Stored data
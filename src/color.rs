use std::collections::{BTreeMap, BTreeSet};

use eframe::egui::Color32;
use palette::{Hsl, IntoColor, LinSrgb, Mix, Srgb};

use crate::data::model::CellValue;

// ---------------------------------------------------------------------------
// Categorical palette
// ---------------------------------------------------------------------------

fn to_color32(rgb: Srgb) -> Color32 {
    Color32::from_rgb(
        (rgb.red.clamp(0.0, 1.0) * 255.0) as u8,
        (rgb.green.clamp(0.0, 1.0) * 255.0) as u8,
        (rgb.blue.clamp(0.0, 1.0) * 255.0) as u8,
    )
}

/// Generates `n` visually distinct colours using evenly spaced hues.
pub fn generate_palette(n: usize) -> Vec<Color32> {
    (0..n).map(|i| categorical(i, n)).collect()
}

/// The `i`-th of `n` evenly spaced hues.
pub fn categorical(i: usize, n: usize) -> Color32 {
    let hue = (i as f32 / n.max(1) as f32) * 360.0;
    let hsl = Hsl::new(hue, 0.75, 0.45);
    to_color32(hsl.into_color())
}

// ---------------------------------------------------------------------------
// Continuous scales
// ---------------------------------------------------------------------------

/// Viridis, sampled at five stops.
const SEQUENTIAL: [(f32, f32, f32); 5] = [
    (0.267, 0.005, 0.329),
    (0.230, 0.322, 0.546),
    (0.128, 0.567, 0.551),
    (0.369, 0.789, 0.383),
    (0.993, 0.906, 0.144),
];

/// Blue (-1) through white (0) to red (+1).
const DIVERGING: [(f32, f32, f32); 3] = [
    (0.020, 0.188, 0.380),
    (0.969, 0.969, 0.969),
    (0.404, 0.0, 0.122),
];

fn gradient(stops: &[(f32, f32, f32)], t: f32) -> Color32 {
    let t = t.clamp(0.0, 1.0) * (stops.len() - 1) as f32;
    let i = (t.floor() as usize).min(stops.len() - 2);
    let (a, b) = (stops[i], stops[i + 1]);
    let a: LinSrgb = Srgb::new(a.0, a.1, a.2).into_linear();
    let b: LinSrgb = Srgb::new(b.0, b.1, b.2).into_linear();
    to_color32(Srgb::from_linear(a.mix(b, t - i as f32)))
}

/// Colour of `t` in `[0, 1]` on the sequential scale.
pub fn sequential(t: f64) -> Color32 {
    gradient(&SEQUENTIAL, t as f32)
}

/// Colour of a correlation coefficient; NaN is grey.
pub fn diverging(r: f64) -> Color32 {
    if r.is_nan() {
        return Color32::GRAY;
    }
    gradient(&DIVERGING, ((r + 1.0) / 2.0) as f32)
}

/// Maps values onto the sequential scale over their finite range.
#[derive(Debug, Clone, Copy)]
pub struct ContinuousScale {
    pub min: f64,
    pub max: f64,
}

impl ContinuousScale {
    /// `None` if no value is finite.
    pub fn fit(values: &[f64]) -> Option<Self> {
        values
            .iter()
            .filter(|v| v.is_finite())
            .fold(None, |acc, &v| match acc {
                None => Some(ContinuousScale { min: v, max: v }),
                Some(s) => Some(ContinuousScale {
                    min: s.min.min(v),
                    max: s.max.max(v),
                }),
            })
    }

    pub fn color_for(&self, v: f64) -> Color32 {
        if !v.is_finite() {
            return Color32::GRAY;
        }
        let span = self.max - self.min;
        let t = if span > 0.0 { (v - self.min) / span } else { 0.5 };
        sequential(t)
    }
}

// ---------------------------------------------------------------------------
// Color mapping: cell value → Color32
// ---------------------------------------------------------------------------

/// Maps the distinct values of a categorical column (wells, formations) to
/// distinct colours.
#[derive(Debug, Clone)]
pub struct ColorMap {
    mapping: BTreeMap<CellValue, Color32>,
    default_color: Color32,
}

impl ColorMap {
    pub fn new(unique_values: &BTreeSet<CellValue>) -> Self {
        let palette = generate_palette(unique_values.len());
        let mapping = unique_values.iter().cloned().zip(palette).collect();
        ColorMap {
            mapping,
            default_color: Color32::GRAY,
        }
    }

    pub fn color_for(&self, value: &CellValue) -> Color32 {
        self.mapping
            .get(value)
            .copied()
            .unwrap_or(self.default_color)
    }
}

#[cfg(test)]
mod tests {
    use super::*;

    #[test]
    fn palette_colours_are_distinct() {
        let p = generate_palette(6);
        let unique: BTreeSet<_> = p.iter().map(|c| c.to_array()).collect();
        assert_eq!(unique.len(), 6);
        assert!(generate_palette(0).is_empty());
    }

    #[test]
    fn scales_hit_their_end_stops() {
        assert_eq!(sequential(0.0), Color32::from_rgb(68, 1, 83));
        assert_eq!(diverging(f64::NAN), Color32::GRAY);
        assert_ne!(diverging(-1.0), diverging(1.0));
    }

    #[test]
    fn continuous_scale_ignores_nan() {
        let scale = ContinuousScale::fit(&[f64::NAN, 2.0, 4.0]).unwrap();
        assert_eq!((scale.min, scale.max), (2.0, 4.0));
        assert_eq!(scale.color_for(f64::NAN), Color32::GRAY);
        assert!(ContinuousScale::fit(&[f64::NAN]).is_none());
    }

    #[test]
    fn colour_map_falls_back_to_grey() {
        let values: BTreeSet<CellValue> =
            ["A", "B"].iter().map(|s| CellValue::Text(s.to_string())).collect();
        let map = ColorMap::new(&values);
        assert_ne!(map.color_for(&CellValue::Text("A".into())), Color32::GRAY);
        assert_eq!(map.color_for(&CellValue::Text("Z".into())), Color32::GRAY);
    }
}
//! View models: everything a page shows, computed without touching egui.
//!
//! Each page module exposes `build(..) -> XxxView`, a pure function of the
//! session snapshot and the page's selection. Errors never escape a build;
//! they become [`Notice`]s in the section they blocked and the other
//! sections are still produced.

use chrono::{DateTime, NaiveDateTime};

use crate::data::model::Table;
use crate::data::stats::{ColumnSummary, CorrelationMatrix};
use crate::error::DashboardError;

pub mod drilling;
pub mod overview;
pub mod production;
pub mod well_log;

// ---------------------------------------------------------------------------
// Notices
// ---------------------------------------------------------------------------

#[derive(Debug, Clone, Copy, PartialEq, Eq)]
pub enum Severity {
    Info,
    Warning,
    Error,
}

/// A user-visible message replacing (part of) a section.
#[derive(Debug, Clone, PartialEq)]
pub struct Notice {
    pub severity: Severity,
    pub message: String,
}

impl Notice {
    pub fn info(message: impl Into<String>) -> Self {
        Self {
            severity: Severity::Info,
            message: message.into(),
        }
    }

    pub fn warning(message: impl Into<String>) -> Self {
        Self {
            severity: Severity::Warning,
            message: message.into(),
        }
    }

    pub fn error(message: impl Into<String>) -> Self {
        Self {
            severity: Severity::Error,
            message: message.into(),
        }
    }
}

impl From<&DashboardError> for Notice {
    fn from(err: &DashboardError) -> Self {
        match err {
            DashboardError::Load { .. } | DashboardError::Config(..) => {
                Notice::error(err.to_string())
            }
            DashboardError::InsufficientData { .. } | DashboardError::MissingColumn { .. } => {
                Notice::warning(err.to_string())
            }
        }
    }
}

impl From<DashboardError> for Notice {
    fn from(err: DashboardError) -> Self {
        Notice::from(&err)
    }
}

// ---------------------------------------------------------------------------
// Charts
// ---------------------------------------------------------------------------

#[derive(Debug, Clone, Copy, PartialEq, Eq)]
pub enum AxisKind {
    Linear,
    /// Depth: larger values are drawn lower on the screen.
    Depth,
    /// Seconds since the Unix epoch, shown as dates.
    Time,
    /// Integer positions into [`Axis::categories`].
    Category,
}

#[derive(Debug, Clone, PartialEq)]
pub struct Axis {
    pub label: String,
    pub kind: AxisKind,
    pub categories: Vec<String>,
}

impl Axis {
    pub fn linear(label: impl Into<String>) -> Self {
        Self::new(label, AxisKind::Linear)
    }

    pub fn depth(label: impl Into<String>) -> Self {
        Self::new(label, AxisKind::Depth)
    }

    pub fn time(label: impl Into<String>) -> Self {
        Self::new(label, AxisKind::Time)
    }

    pub fn categories(label: impl Into<String>, categories: Vec<String>) -> Self {
        Self {
            categories,
            ..Self::new(label, AxisKind::Category)
        }
    }

    fn new(label: impl Into<String>, kind: AxisKind) -> Self {
        Self {
            label: label.into(),
            kind,
            categories: Vec::new(),
        }
    }

    /// Whether the axis runs against numeric order on screen.
    pub fn inverted(&self) -> bool {
        self.kind == AxisKind::Depth
    }
}

#[derive(Debug, Clone, Copy, PartialEq)]
pub enum SeriesStyle {
    Line,
    Markers,
    /// Bars centred on x with the given width.
    Bars { width: f64 },
}

/// How a series is coloured.
#[derive(Debug, Clone, PartialEq)]
pub enum SeriesColor {
    /// Picked by the renderer from the categorical palette by series index.
    Auto,
    /// One value per point, mapped through a sequential colour scale.
    Scale { label: String, values: Vec<f64> },
}

#[derive(Debug, Clone, PartialEq)]
pub struct Series {
    pub name: String,
    pub style: SeriesStyle,
    /// `[x, y]` in data units; NaN points are already dropped.
    pub points: Vec<[f64; 2]>,
    pub color: SeriesColor,
}

impl Series {
    pub fn new(name: impl Into<String>, style: SeriesStyle, points: Vec<[f64; 2]>) -> Self {
        Self {
            name: name.into(),
            style,
            points,
            color: SeriesColor::Auto,
        }
    }

    /// Pairs `x[i], y[i]`, skipping rows where either is missing.
    pub fn from_xy(name: impl Into<String>, style: SeriesStyle, x: &[f64], y: &[f64]) -> Self {
        let points = x
            .iter()
            .zip(y)
            .filter(|(a, b)| a.is_finite() && b.is_finite())
            .map(|(a, b)| [*a, *b])
            .collect();
        Self::new(name, style, points)
    }

    /// Markers coloured by a third column. Points keep their colour value
    /// even when it is missing (NaN); the renderer greys those out.
    pub fn colored_markers(
        name: impl Into<String>,
        x: &[f64],
        y: &[f64],
        color_label: impl Into<String>,
        color: &[f64],
    ) -> Self {
        let (points, values): (Vec<[f64; 2]>, Vec<f64>) = x
            .iter()
            .zip(y)
            .zip(color)
            .filter(|((a, b), _)| a.is_finite() && b.is_finite())
            .map(|((a, b), c)| ([*a, *b], *c))
            .unzip();
        Self {
            color: SeriesColor::Scale {
                label: color_label.into(),
                values,
            },
            ..Self::new(name, SeriesStyle::Markers, points)
        }
    }
}

#[derive(Debug, Clone, PartialEq)]
pub struct ChartSpec {
    /// Stable id for the renderer's plot memory.
    pub id: String,
    pub title: String,
    pub x: Axis,
    pub y: Axis,
    pub series: Vec<Series>,
    /// Charts sharing a group keep their y axes in step.
    pub link_group: Option<String>,
}

impl ChartSpec {
    pub fn new(id: impl Into<String>, title: impl Into<String>, x: Axis, y: Axis) -> Self {
        Self {
            id: id.into(),
            title: title.into(),
            x,
            y,
            series: Vec::new(),
            link_group: None,
        }
    }

    pub fn with_series(mut self, series: Series) -> Self {
        self.series.push(series);
        self
    }

    pub fn linked(mut self, group: impl Into<String>) -> Self {
        self.link_group = Some(group.into());
        self
    }

    pub fn point_count(&self) -> usize {
        self.series.iter().map(|s| s.points.len()).sum()
    }
}

/// Epoch seconds for a time axis.
pub fn time_x(dt: &NaiveDateTime) -> f64 {
    dt.and_utc().timestamp() as f64
}

/// Inverse of [`time_x`], for axis labels.
pub fn time_from_x(x: f64) -> Option<NaiveDateTime> {
    DateTime::from_timestamp(x.round() as i64, 0).map(|dt| dt.naive_utc())
}

// ---------------------------------------------------------------------------
// Tables and sections
// ---------------------------------------------------------------------------

/// Already-formatted cells for a tabular preview.
#[derive(Debug, Clone, PartialEq)]
pub struct TableView {
    pub columns: Vec<String>,
    pub rows: Vec<Vec<String>>,
}

impl TableView {
    /// The first `n` rows of a table.
    pub fn preview(table: &Table, n: usize) -> Self {
        let head = table.head(n);
        let rows = (0..head.n_rows())
            .map(|r| head.columns().iter().map(|c| c.value(r).to_string()).collect())
            .collect();
        Self {
            columns: head.column_names(),
            rows,
        }
    }

    /// One row per statistic, one column per summarized column.
    pub fn describe(summaries: &[ColumnSummary]) -> Self {
        let mut columns = vec![String::new()];
        columns.extend(summaries.iter().map(|s| s.name.clone()));
        let stat = |label: &str, f: &dyn Fn(&ColumnSummary) -> String| {
            let mut row = vec![label.to_string()];
            row.extend(summaries.iter().map(f));
            row
        };
        let rows = vec![
            stat("count", &|s| s.count.to_string()),
            stat("mean", &|s| fmt_num(s.mean)),
            stat("std", &|s| fmt_num(s.std)),
            stat("min", &|s| fmt_num(s.min)),
            stat("25%", &|s| fmt_num(s.q25)),
            stat("50%", &|s| fmt_num(s.median)),
            stat("75%", &|s| fmt_num(s.q75)),
            stat("max", &|s| fmt_num(s.max)),
        ];
        Self { columns, rows }
    }

    pub fn is_empty(&self) -> bool {
        self.rows.is_empty()
    }
}

/// Number formatting shared by tables and metric lines.
pub fn fmt_num(v: f64) -> String {
    if v.is_nan() {
        "NaN".to_string()
    } else {
        format!("{v:.4}")
    }
}

#[derive(Debug, Clone, PartialEq)]
pub enum Block {
    Notice(Notice),
    Table(TableView),
    Chart(ChartSpec),
    /// Side-by-side tracks sharing a depth axis.
    Tracks(Vec<ChartSpec>),
    Heatmap(CorrelationMatrix),
    /// `label: value` lines.
    Metrics(Vec<(String, String)>),
}

#[derive(Debug, Clone, PartialEq)]
pub struct Section {
    pub title: String,
    pub blocks: Vec<Block>,
}

impl Section {
    pub fn new(title: impl Into<String>) -> Self {
        Self {
            title: title.into(),
            blocks: Vec::new(),
        }
    }

    pub fn push(&mut self, block: Block) {
        self.blocks.push(block);
    }

    pub fn notice(&mut self, notice: impl Into<Notice>) {
        self.blocks.push(Block::Notice(notice.into()));
    }

    pub fn notices(&self) -> impl Iterator<Item = &Notice> {
        self.blocks.iter().filter_map(|b| match b {
            Block::Notice(n) => Some(n),
            _ => None,
        })
    }

    pub fn charts(&self) -> impl Iterator<Item = &ChartSpec> {
        self.blocks.iter().flat_map(|b| match b {
            Block::Chart(c) => std::slice::from_ref(c),
            Block::Tracks(t) => t.as_slice(),
            _ => &[][..],
        })
    }
}

/// Every notice on a page, in section order.
pub fn all_notices(sections: &[Section]) -> Vec<&Notice> {
    sections.iter().flat_map(Section::notices).collect()
}

/// `choice` when it still names an available column, otherwise the
/// `fallback`-th available column. Stale selections fall back silently.
pub fn resolve_column(
    choice: Option<&str>,
    available: &[String],
    fallback: usize,
) -> Option<String> {
    match choice {
        Some(c) if available.iter().any(|a| a == c) => Some(c.to_string()),
        _ => available
            .get(fallback.min(available.len().saturating_sub(1)))
            .cloned(),
    }
}

/// The still-available entries of `choice`, or `default` when unset.
pub fn resolve_columns(
    choice: Option<&[String]>,
    available: &[String],
    default: &[String],
) -> Vec<String> {
    match choice {
        Some(c) => c.iter().filter(|name| available.contains(name)).cloned().collect(),
        None => default.to_vec(),
    }
}

#[cfg(test)]
mod tests {
    use super::*;
    use crate::data::model::Column;

    #[test]
    fn stale_choices_fall_back() {
        let cols = vec!["GR".to_string(), "RHOB".to_string()];
        assert_eq!(resolve_column(Some("RHOB"), &cols, 0).as_deref(), Some("RHOB"));
        assert_eq!(resolve_column(Some("NPHI"), &cols, 1).as_deref(), Some("RHOB"));
        assert_eq!(resolve_column(None, &cols, 5).as_deref(), Some("RHOB"));
        assert_eq!(resolve_column(None, &[], 0), None);

        let multi = vec!["NPHI".to_string(), "GR".to_string()];
        assert_eq!(resolve_columns(Some(&multi), &cols, &[]), vec!["GR"]);
        assert_eq!(resolve_columns(None, &cols, &cols[..1]), vec!["GR"]);
    }

    #[test]
    fn series_drops_missing_points() {
        let xs = [1.0, f64::NAN, 3.0];
        let s = Series::from_xy("GR", SeriesStyle::Line, &xs, &[10.0, 20.0, f64::NAN]);
        assert_eq!(s.points, vec![[1.0, 10.0]]);
    }

    #[test]
    fn preview_formats_cells() {
        let t = Table::new(vec![
            Column::numeric("DEPTH", vec![100.0, 100.5, 101.0]),
            Column::text("Well_ID", vec![Some("W1".into()), None, Some("W2".into())]),
        ])
        .unwrap();
        let view = TableView::preview(&t, 2);
        assert_eq!(view.columns, vec!["DEPTH", "Well_ID"]);
        assert_eq!(view.rows.len(), 2);
        assert_eq!(view.rows[0][0], "100");
        assert_eq!(view.rows[1][0], "100.5000");
        assert_eq!(view.rows[1][1], "<null>");
    }

    #[test]
    fn time_axis_round_trips() {
        let dt = chrono::NaiveDate::from_ymd_opt(2024, 3, 31)
            .unwrap()
            .and_hms_opt(0, 0, 0)
            .unwrap();
        assert_eq!(time_from_x(time_x(&dt)), Some(dt));
    }

    #[test]
    fn depth_axes_are_inverted() {
        assert!(Axis::depth("Depth (m)").inverted());
        assert!(!Axis::time("Date").inverted());
    }
}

**WHAT THE TASK REQUIRES**
Each line of the data that holds "else" should be copied.

**YOUR SOLUTION**
        let t = if span > 0.0 { (v - self.min) / span } else { 0.5 };
    } else {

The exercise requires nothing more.